Our study had some limitations. First, the follow-up durations were not sufficiently long in some cases, and, consequently, this study may have underestimated recurrence rates. Second, the retrospective design might have inherent bias. For example, adjuvant chemotherapy and PMRT were provided according to the attending physicians' discretion rather than based on a predetermined protocol. Thus, adjuvant chemotherapy regimens varied widely. Third, the small sample size could explain why statistical significance was not reached for some evaluated factors. However, many prospective trials with large samples enroll patients who might have inherently different characteristics than patients in the community.

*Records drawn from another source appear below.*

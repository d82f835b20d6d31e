//! Command runner implementations.
//!
//! The coordinator drives workers exclusively through the
//! [`CommandRunner`] seam; this crate provides the process-based
//! implementation used by the daemon.

mod local;

pub use buildfarm_core::runner::{CommandOutcome, CommandRunner, CommandSpec};
pub use local::LocalRunner;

Because this study enrolled a community-based population, our results might offer valuable information regarding clinical outcomes in patients encountered in community practice.
Conclusion
PMRT in T1-2N1 breast cancer patients should be considered according to prognostic factors such as clinical, pathological, and molecular factors. Findings of our study showed that PMRT did not improve LRR, DMFS, or OS in T1-2N1 breast cancer patients. However, in a subgroup of patients with grade 3 disease, ECE, or triple negative tumors, PMRT might be beneficial.
Footnotes
Conflict of interest relevant to this article was not reported.